See to your preferred Apple-Certified-Reseller with your Macbook and state your claim. You should be proposed a fix at not cost if the defect is due to bad material or workmanship under normal use.

  • While that would be the case with almost any other fault, Apple do have a faulty pixel policy. Like JW01 mentioned above, it's a minimum of four bright pixels to warrant a replacement, but more often that not Apple will replace it anyway for customer satisfaction reasons. Unfortunately I cannot link to the pixel policy, that would put me in big trouble with Apple. – Dan Barrett Feb 24 '12 at 23:19
  • Pixels are a touchy subject since in the millions and millions of transistors - each display of a 15 inch size will have tens if not hundreds of faulty transistors. Most screens have few observable pixels stuck since more than one transistor needs to fail in a certain configuration to cause a pixel to fire or not fire permanently. Get educated if you ask for a swap since the one you receive could be worse off than the one you have - so it really depends on the roll of the dice and what issues (and more importantly where) your current LCD panel has issues. – bmike Feb 25 '12 at 0:25

What I can tell you from personal experience in working at the Genius Bar is that there is actually a minimum number of pixels that have to have issues in order for them to replace the display. If memory serves, it's 3 or 4 for a 13" machine. However, if you're within 30-90 days of purchase, they will probably make an exception, especially if you mention that it's only 30-90 days old.

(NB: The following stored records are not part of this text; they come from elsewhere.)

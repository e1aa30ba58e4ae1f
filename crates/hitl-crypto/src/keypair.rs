//! X25519 identity keypair with base64 text encoding.

use base64::engine::general_purpose::STANDARD as BASE64;
use base64::Engine as _;
use rand::rngs::OsRng;
use x25519_dalek::{PublicKey, StaticSecret};
use zeroize::Zeroize;

use hitl_types::errors::ProxyError;

/// The agent's identity keypair.
///
/// Invariant: the public key is always the one derived from the secret.
/// [`AgentKeypair::from_encoded`] enforces this when loading persisted keys.
#[derive(Clone)]
pub struct AgentKeypair {
    secret: StaticSecret,
    public: PublicKey,
}

impl std::fmt::Debug for AgentKeypair {
    fn fmt(&self, f: &mut std::fmt::Formatter<'_>) -> std::fmt::Result {
        // Never print the secret.
        f.debug_struct("AgentKeypair")
            .field("public", &self.public_key_b64())
            .finish_non_exhaustive()
    }
}

impl AgentKeypair {
    /// Generate a fresh random keypair.
    pub fn generate() -> Self {
        let secret = StaticSecret::random_from_rng(OsRng);
        let public = PublicKey::from(&secret);
        Self { secret, public }
    }

    /// Reconstruct a keypair from its base64-encoded halves.
    ///
    /// Validates encoding, key length, and that the stored public key
    /// matches the one derived from the secret.
    pub fn from_encoded(public_b64: &str, private_b64: &str) -> Result<Self, ProxyError> {
        let mut secret_bytes = decode_key_bytes(private_b64)?;
        let secret = StaticSecret::from(secret_bytes);
        secret_bytes.zeroize();

        let stored_public = PublicKey::from(decode_key_bytes(public_b64)?);
        let derived_public = PublicKey::from(&secret);
        if stored_public != derived_public {
            return Err(ProxyError::KeypairCorrupt(
                "stored public key does not match the private key".to_string(),
            ));
        }

        Ok(Self {
            secret,
            public: derived_public,
        })
    }

    /// Base64-encoded public key.
    pub fn public_key_b64(&self) -> String {
        BASE64.encode(self.public.as_bytes())
    }

    /// Base64-encoded private key. Only the keystore should call this.
    pub fn private_key_b64(&self) -> String {
        BASE64.encode(self.secret.to_bytes())
    }

    /// The raw public key.
    pub fn public_key(&self) -> &PublicKey {
        &self.public
    }

    /// X25519 shared secret with a counterpart public key.
    pub(crate) fn shared_secret(&self, counterpart: &PublicKey) -> x25519_dalek::SharedSecret {
        self.secret.diffie_hellman(counterpart)
    }
}

/// Decode a base64-encoded 32-byte public key, e.g. a device key fetched
/// from the directory.
pub fn decode_public_key(encoded: &str) -> Result<PublicKey, ProxyError> {
    Ok(PublicKey::from(decode_key_bytes(encoded)?))
}

fn decode_key_bytes(encoded: &str) -> Result<[u8; 32], ProxyError> {
    let bytes = BASE64
        .decode(encoded.trim())
        .map_err(|e| ProxyError::KeypairCorrupt(format!("invalid base64 key encoding: {e}")))?;
    let len = bytes.len();
    bytes.try_into().map_err(|_| {
        ProxyError::KeypairCorrupt(format!("key must be 32 bytes, got {len}"))
    })
}

#[cfg(test)]
mod tests {
    use super::*;

    #[test]
    fn generate_produces_distinct_keys() {
        let a = AgentKeypair::generate();
        let b = AgentKeypair::generate();
        assert_ne!(a.public_key_b64(), b.public_key_b64());
        assert_ne!(a.private_key_b64(), b.private_key_b64());
    }

    #[test]
    fn encode_decode_roundtrip() {
        let original = AgentKeypair::generate();
        let restored =
            AgentKeypair::from_encoded(&original.public_key_b64(), &original.private_key_b64())
                .unwrap();
        assert_eq!(original.public_key_b64(), restored.public_key_b64());
        assert_eq!(original.private_key_b64(), restored.private_key_b64());
    }

    #[test]
    fn mismatched_public_key_is_rejected() {
        let a = AgentKeypair::generate();
        let b = AgentKeypair::generate();
        let err =
            AgentKeypair::from_encoded(&b.public_key_b64(), &a.private_key_b64()).unwrap_err();
        assert!(matches!(err, ProxyError::KeypairCorrupt(_)));
    }

    #[test]
    fn invalid_base64_is_rejected() {
        let err = decode_public_key("not base64!!!").unwrap_err();
        assert!(matches!(err, ProxyError::KeypairCorrupt(_)));
    }

    #[test]
    fn wrong_length_is_rejected() {
        let short = BASE64.encode([0u8; 16]);
        let err = decode_public_key(&short).unwrap_err();
        assert!(matches!(err, ProxyError::KeypairCorrupt(_)));
        assert!(err.to_string().contains("32 bytes"));
    }

    #[test]
    fn debug_does_not_leak_private_key() {
        let keypair = AgentKeypair::generate();
        let rendered = format!("{keypair:?}");
        assert!(!rendered.contains(&keypair.private_key_b64()));
    }
}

Alternatively, if you want to avoid going through Apple you can try running the Flurry screen saver overnight. Make sure you bump up all the settings on it. Any Genius you talk to that has been to Genius Training will try this first, probably overnight or more. Give it a shot.


From this OS X Daily article, the official dead/stuck pixel policy (from 2010) is:

Apple’s Dead & Stuck Pixel Policy

Here’s the breakdown from the leaked Genius chart:

  • iPod nano, iPod touch, and iPhone screens: repair or replace after 1 or more dead pixels
  • iPad: repair or replace after 3 or more dead pixels
  • MacBook, MacBook Air, MacBook Pro 13″ and 15″ models: replace after 4 or more bright pixels, 6 or more dark pixels
  • MacBook Pro 17″, displays up to 20″: replace after 5 or more bright pixels, 7 or more dark pixels
  • iMac 24″ and iMac 27″, Apple Cinema Displays from 22″ to 30″: replace after 9 or more bright pixels, 11 or more dark pixels

However, the article also suggests that real world treatment can be very different:

Apple’s Official Dead Pixel Policy vs Real World Experience

While the official guidelines for handling dead pixels seem strict, I suspect there is a larger policy at the Apple Store for ensuring customer satisfaction. Speaking from direct experience, Apple can be far more generous than this support document suggests. Case in point; I purchased a MacBook Pro 13″ earlier in the year and discovered a single dead pixel glowing bright red smack in the center of the screen, you couldn’t miss it. I took the Mac back to the Apple Store and an Apple Genius swapped the machine out immediately, saying he wanted to be sure I was happy with my purchase. The new MacBook Pro’s screen was flawless, and yes, I was happy.

My advice to anyone who is dissatisfied with either a dead or stuck pixel is to talk to Apple, at the end of the day customer service seems to always win out over official policy.

Your best bet is to bring in your machine to be checked out - it's quite likely that the Apple Genius that you're working with will do his/her best to make you a happy customer.